My hospital is a similar age to that of my hon. Friend the Member for Crewe and Nantwich. Like his, Basingstoke and North Hampshire Hospital was built to last 30 years, back in the 1970s. The backlog of maintenance reflects the fact that it should have been replaced many years ago. Hampshire Hospitals NHS Foundation Trust, an excellent trust that serves my community, was already well advanced with plans for a new hospital when the Government also identified that the current hospital needed replacing and included it in the renewal programme.

Basingstoke hospital has served our community extremely well since the 1970s, but the buildings are reaching the end of their useful life, for many of the reasons that Members have gone through. Those buildings were not built to last any longer. Furthermore, estimates show that the population that is served by the Hampshire Hospitals NHS Foundation Trust will increase by around 23% between 2018 and 2050. Unlike many areas of the country, Basingstoke has continued to build houses not just for the last two decades but for the last four decades. We have grown extraordinarily as a town over that time, served by the same hospital. Our population is therefore rapidly ageing, with all the implications that brings for our health services. Our over-75s population in Hampshire will have increased by a shocking 35% between 2017 and 2024. I should not be surprised about that, given the level of house building.
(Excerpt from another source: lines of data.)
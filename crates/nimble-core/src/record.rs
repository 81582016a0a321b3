//! Header-addressed records

use serde::{Deserialize, Serialize};
use std::fmt;

/// Separator between a header's raw name and its ordinal in display form
const ORDINAL_MARK: &str = " ##";

/// Identifies one header column
///
/// Header text may repeat within a sheet, so every header also carries its
/// position in the header row.
#[derive(Debug, Clone, PartialEq, Eq, Hash, PartialOrd, Ord, Serialize, Deserialize)]
pub struct HeaderKey {
    /// Literal header cell text
    pub name: String,
    /// Position among the headers (0-based)
    pub ordinal: usize,
}

impl HeaderKey {
    /// Create a new header key
    pub fn new(name: impl Into<String>, ordinal: usize) -> Self {
        Self {
            name: name.into(),
            ordinal,
        }
    }

    /// Parse the display form `name ##ordinal`
    pub fn parse(text: &str) -> Option<Self> {
        let (name, ordinal) = text.rsplit_once(ORDINAL_MARK)?;
        let ordinal = ordinal.parse().ok()?;
        Some(Self::new(name, ordinal))
    }
}

impl fmt::Display for HeaderKey {
    fn fmt(&self, f: &mut fmt::Formatter<'_>) -> fmt::Result {
        write!(f, "{}{}{}", self.name, ORDINAL_MARK, self.ordinal)
    }
}

/// Where a header lives in the raw grid
#[derive(Debug, Clone, PartialEq, Eq, Serialize, Deserialize)]
pub struct HeaderInfo {
    pub key: HeaderKey,
    /// Grid row of the header (the `DATA` row)
    pub row: usize,
    /// Grid column of the header
    pub column: usize,
}

impl HeaderInfo {
    /// Create a new header info
    pub fn new(key: HeaderKey, row: usize, column: usize) -> Self {
        Self { key, row, column }
    }
}

/// One business entity: values keyed by header, in header order
#[derive(Debug, Clone, Default, PartialEq, Serialize, Deserialize)]
pub struct Record {
    fields: Vec<(HeaderKey, String)>,
    #[serde(skip)]
    changed: bool,
}

impl Record {
    /// Create a new empty record
    pub fn new() -> Self {
        Self::default()
    }

    /// A record with the same headers as `other` and every value empty
    pub fn blank_like(other: &Record) -> Self {
        Self {
            fields: other
                .fields
                .iter()
                .map(|(key, _)| (key.clone(), String::new()))
                .collect(),
            changed: false,
        }
    }

    /// Add a header with a value, or replace the value if the header exists
    ///
    /// Does not mark the record as changed.
    pub fn insert(&mut self, key: HeaderKey, value: impl Into<String>) {
        let value = value.into();
        match self.fields.iter_mut().find(|(k, _)| *k == key) {
            Some((_, existing)) => *existing = value,
            None => self.fields.push((key, value)),
        }
    }

    /// Change the value of an existing header and mark the record as changed
    ///
    /// Headers the record does not have are ignored.
    pub fn update(&mut self, key: &HeaderKey, value: impl Into<String>) {
        if let Some((_, existing)) = self.fields.iter_mut().find(|(k, _)| k == key) {
            *existing = value.into();
            self.changed = true;
        }
    }

    /// Value for a header, empty if the header is absent
    pub fn get(&self, key: &HeaderKey) -> &str {
        self.fields
            .iter()
            .find(|(k, _)| k == key)
            .map(|(_, v)| v.as_str())
            .unwrap_or("")
    }

    /// Whether the record has a header
    pub fn contains(&self, key: &HeaderKey) -> bool {
        self.fields.iter().any(|(k, _)| k == key)
    }

    /// All headers and values
    pub fn fields(&self) -> &[(HeaderKey, String)] {
        &self.fields
    }

    /// Replace all headers and values
    pub fn set_fields(&mut self, fields: Vec<(HeaderKey, String)>) {
        self.fields = fields;
    }

    /// Whether any value is non-empty
    pub fn has_data(&self) -> bool {
        self.fields.iter().any(|(_, v)| !v.is_empty())
    }

    /// Return whether the record changed since the last call, and reset it
    pub fn take_changed(&mut self) -> bool {
        std::mem::take(&mut self.changed)
    }

    /// Forget pending changes
    pub fn reset_changed(&mut self) {
        self.changed = false;
    }

    /// Drop all headers and values
    pub fn clear(&mut self) {
        self.fields.clear();
        self.changed = false;
    }

    /// Number of headers
    pub fn len(&self) -> usize {
        self.fields.len()
    }

    /// Whether the record has no headers
    pub fn is_empty(&self) -> bool {
        self.fields.is_empty()
    }
}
So many of the people who moved to Basingstoke when it rapidly expanded in the 1960s and 1970s are reaching an age where they are much more reliant on the health services available. The Government need to make sure that they follow through not only on more recent commitments to building houses, particularly in the south-east, but on the commitments that date back many decades, when people were encouraged from London out to places such as Basingstoke. That is an ageing population, and the Government need to ensure that the right facilities are in place for that much bigger population.

I am fortunate in Basingstoke that all the organisations involved in planning for the new hospital are working together in exemplary fashion, through an organisation that has been formed called Hampshire Together, which is all about modernising our hospitals and health services. That organisation firmly welcomed the Prime Minister’s announcements in October that all NHS trusts that receive seed funding to develop a business case for a new hospital project as part of phase 2 of the health infrastructure plan 2 programme, including Hampshire Hospitals NHS Foundation Trust, will be fully funded to deliver those by 2030.
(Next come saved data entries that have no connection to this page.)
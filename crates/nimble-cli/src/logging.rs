//! Log output for the command line

use tracing_subscriber::EnvFilter;

/// Install the stderr subscriber
///
/// `RUST_LOG` takes precedence; otherwise info level, or debug with
/// `--verbose`.
pub fn init(verbose: bool) {
    let default = if verbose { "nimble=debug" } else { "nimble=info" };
    let filter = EnvFilter::try_from_default_env().unwrap_or_else(|_| EnvFilter::new(default));

    let _ = tracing_subscriber::fmt()
        .with_env_filter(filter)
        .with_target(false)
        .with_writer(std::io::stderr)
        .try_init();
}
//! nimble-core: Core library for goods-receiving sheets
//!
//! This library provides functionality to:
//! - Load spreadsheet (`.xlsx`) and semicolon-separated (`.csv`) sheets into
//!   header-addressed records, and save them back
//! - Classify cell values (integer, decimal comma, text) and convert date
//!   serials
//! - Merge values from a donor file or a whole donor folder into a target
//!   sheet, by key or by appending records
//! - Remember which donor files of a folder were already merged
//! - Persist per-file merge settings

pub mod cache;
pub mod codec;
pub mod dataset;
pub mod error;
pub mod export;
pub mod format;
pub mod merge;
pub mod record;
pub mod settings;

pub use cache::{CacheEntry, FolderCache};
pub use codec::{classify, serial_to_date, to_display_decimal, CellKind};
pub use dataset::Dataset;
pub use error::{Error, Result};
pub use export::{export_matching, records_to_json, write_records_csv};
pub use format::{load_grid, save_grid, Grid, WorkbookBase};
pub use merge::{
    merge_folder, merge_one, merge_with_settings, resolve_folder, FieldMapping, FieldPair,
    FolderMerge, JoinKey, MergeReport,
};
pub use record::{HeaderInfo, HeaderKey, Record};
pub use settings::{HeaderPair, MergeSettings};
The trust was especially pleased to note that Hampshire Together had been earmarked for inclusion in first group of HIP2 projects due for completion. The trust’s plans are well-developed with a preferred site, which the Minister already knows a little about, at junction 7 on the M3, which has been identified by the ambulance services as the best location to save more lives, providing acute care for hundreds of thousands of people living in the rapidly expanding communities in north and mid Hampshire. The planning authorities of Basingstoke and Deane Borough Council and Hampshire County Council are working actively and positively together, and Hampshire hospitals have been working to put together their business case and have forwarded their cases to the Department. They are very much looking forward to putting those cases out to public consultation as soon as possible.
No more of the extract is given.